» Your assignment: Below are records; copy every line among them that contains the word "LOOKUPSWITCH".

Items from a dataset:
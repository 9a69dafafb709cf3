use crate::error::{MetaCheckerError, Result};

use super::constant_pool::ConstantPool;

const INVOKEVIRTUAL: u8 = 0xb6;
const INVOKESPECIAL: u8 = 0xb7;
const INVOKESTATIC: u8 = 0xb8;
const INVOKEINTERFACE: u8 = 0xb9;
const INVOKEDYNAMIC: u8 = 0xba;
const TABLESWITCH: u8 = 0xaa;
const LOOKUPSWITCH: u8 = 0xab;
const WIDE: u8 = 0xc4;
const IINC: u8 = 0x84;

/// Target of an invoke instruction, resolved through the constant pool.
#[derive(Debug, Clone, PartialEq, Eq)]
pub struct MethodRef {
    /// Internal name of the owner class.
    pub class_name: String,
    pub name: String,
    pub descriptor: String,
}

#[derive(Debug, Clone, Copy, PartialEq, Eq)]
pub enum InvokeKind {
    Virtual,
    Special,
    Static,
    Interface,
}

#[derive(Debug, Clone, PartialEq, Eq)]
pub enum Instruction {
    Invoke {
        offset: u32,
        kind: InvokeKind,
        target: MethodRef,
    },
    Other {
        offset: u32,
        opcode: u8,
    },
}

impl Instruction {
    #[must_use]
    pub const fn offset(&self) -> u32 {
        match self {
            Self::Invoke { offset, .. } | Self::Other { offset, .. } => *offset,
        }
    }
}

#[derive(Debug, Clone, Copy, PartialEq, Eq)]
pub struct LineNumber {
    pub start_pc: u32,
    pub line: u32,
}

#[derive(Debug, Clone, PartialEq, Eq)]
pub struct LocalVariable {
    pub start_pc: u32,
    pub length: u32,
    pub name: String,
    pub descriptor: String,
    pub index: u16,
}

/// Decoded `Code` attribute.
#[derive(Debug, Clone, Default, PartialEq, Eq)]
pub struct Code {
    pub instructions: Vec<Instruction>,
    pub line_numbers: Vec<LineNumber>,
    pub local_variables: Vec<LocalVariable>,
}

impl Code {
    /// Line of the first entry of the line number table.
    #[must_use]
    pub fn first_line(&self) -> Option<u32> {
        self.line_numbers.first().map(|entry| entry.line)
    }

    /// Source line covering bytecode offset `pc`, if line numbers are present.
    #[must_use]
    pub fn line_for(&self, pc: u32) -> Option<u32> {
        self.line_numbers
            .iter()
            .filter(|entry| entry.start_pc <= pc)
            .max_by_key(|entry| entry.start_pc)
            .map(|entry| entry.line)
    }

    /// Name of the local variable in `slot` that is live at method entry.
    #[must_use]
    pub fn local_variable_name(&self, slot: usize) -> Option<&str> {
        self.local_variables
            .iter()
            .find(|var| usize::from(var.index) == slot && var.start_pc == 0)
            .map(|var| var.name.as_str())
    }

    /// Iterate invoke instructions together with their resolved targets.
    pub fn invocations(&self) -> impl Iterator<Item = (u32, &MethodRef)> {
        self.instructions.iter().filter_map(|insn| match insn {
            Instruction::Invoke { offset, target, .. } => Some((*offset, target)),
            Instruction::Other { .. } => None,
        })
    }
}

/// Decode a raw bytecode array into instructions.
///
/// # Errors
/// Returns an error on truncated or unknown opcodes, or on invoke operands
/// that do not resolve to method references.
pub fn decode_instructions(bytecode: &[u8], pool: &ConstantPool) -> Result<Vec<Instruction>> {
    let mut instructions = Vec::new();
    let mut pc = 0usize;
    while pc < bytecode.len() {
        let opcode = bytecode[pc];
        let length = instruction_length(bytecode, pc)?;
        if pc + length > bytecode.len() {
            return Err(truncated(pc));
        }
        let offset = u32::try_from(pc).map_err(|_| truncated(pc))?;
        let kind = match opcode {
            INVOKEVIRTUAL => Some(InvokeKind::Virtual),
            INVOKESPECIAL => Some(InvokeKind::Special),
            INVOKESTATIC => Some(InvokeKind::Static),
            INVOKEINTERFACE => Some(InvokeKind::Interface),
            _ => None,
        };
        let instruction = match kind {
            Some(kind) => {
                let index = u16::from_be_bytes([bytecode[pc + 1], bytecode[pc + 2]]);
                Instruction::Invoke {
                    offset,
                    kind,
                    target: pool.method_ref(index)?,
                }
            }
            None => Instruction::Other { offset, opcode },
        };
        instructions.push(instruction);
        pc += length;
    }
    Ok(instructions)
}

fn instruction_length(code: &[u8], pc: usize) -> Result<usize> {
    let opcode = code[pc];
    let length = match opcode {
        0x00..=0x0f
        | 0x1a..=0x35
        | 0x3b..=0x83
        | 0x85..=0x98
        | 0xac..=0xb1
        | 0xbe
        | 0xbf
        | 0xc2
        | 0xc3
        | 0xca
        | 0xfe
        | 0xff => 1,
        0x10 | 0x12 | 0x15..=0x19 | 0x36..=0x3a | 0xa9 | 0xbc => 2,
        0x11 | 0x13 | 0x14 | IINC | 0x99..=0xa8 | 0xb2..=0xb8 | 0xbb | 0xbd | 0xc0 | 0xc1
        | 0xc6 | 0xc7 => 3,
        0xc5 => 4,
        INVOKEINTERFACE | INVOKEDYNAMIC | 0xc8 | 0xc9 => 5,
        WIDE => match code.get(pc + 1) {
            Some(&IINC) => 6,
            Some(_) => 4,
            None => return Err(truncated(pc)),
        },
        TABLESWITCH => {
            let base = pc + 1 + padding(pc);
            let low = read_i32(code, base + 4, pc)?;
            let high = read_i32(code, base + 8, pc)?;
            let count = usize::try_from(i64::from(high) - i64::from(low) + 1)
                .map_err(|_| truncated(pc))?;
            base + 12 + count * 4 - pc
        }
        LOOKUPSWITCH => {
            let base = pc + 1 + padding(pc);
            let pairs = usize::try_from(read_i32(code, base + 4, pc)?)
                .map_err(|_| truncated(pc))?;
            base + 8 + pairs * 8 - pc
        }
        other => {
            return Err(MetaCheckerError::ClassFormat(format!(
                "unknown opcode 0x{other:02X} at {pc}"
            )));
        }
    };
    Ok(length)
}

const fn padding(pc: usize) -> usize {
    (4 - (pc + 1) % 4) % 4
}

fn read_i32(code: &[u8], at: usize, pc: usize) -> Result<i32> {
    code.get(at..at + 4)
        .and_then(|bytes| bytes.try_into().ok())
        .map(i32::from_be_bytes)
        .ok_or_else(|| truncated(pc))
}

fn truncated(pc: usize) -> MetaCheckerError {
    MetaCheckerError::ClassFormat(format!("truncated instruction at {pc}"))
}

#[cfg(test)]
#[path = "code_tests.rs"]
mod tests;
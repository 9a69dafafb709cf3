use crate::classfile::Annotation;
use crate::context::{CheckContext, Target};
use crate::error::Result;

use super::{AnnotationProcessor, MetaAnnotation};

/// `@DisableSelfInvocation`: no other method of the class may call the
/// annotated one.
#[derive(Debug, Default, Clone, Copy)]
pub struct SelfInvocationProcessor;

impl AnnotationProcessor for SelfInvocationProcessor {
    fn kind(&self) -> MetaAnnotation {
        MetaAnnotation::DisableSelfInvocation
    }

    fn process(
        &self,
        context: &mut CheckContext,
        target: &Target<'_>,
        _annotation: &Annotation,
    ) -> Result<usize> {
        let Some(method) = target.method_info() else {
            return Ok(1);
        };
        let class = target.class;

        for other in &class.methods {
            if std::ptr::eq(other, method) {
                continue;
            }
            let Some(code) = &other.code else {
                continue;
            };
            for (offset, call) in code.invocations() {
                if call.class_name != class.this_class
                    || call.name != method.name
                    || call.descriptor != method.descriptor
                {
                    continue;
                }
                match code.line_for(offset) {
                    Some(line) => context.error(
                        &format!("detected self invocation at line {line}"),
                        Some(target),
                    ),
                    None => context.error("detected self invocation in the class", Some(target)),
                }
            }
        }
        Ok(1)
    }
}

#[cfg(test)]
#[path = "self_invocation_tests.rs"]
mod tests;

» Task answer:
const LOOKUPSWITCH: u8 = 0xab;
        LOOKUPSWITCH => {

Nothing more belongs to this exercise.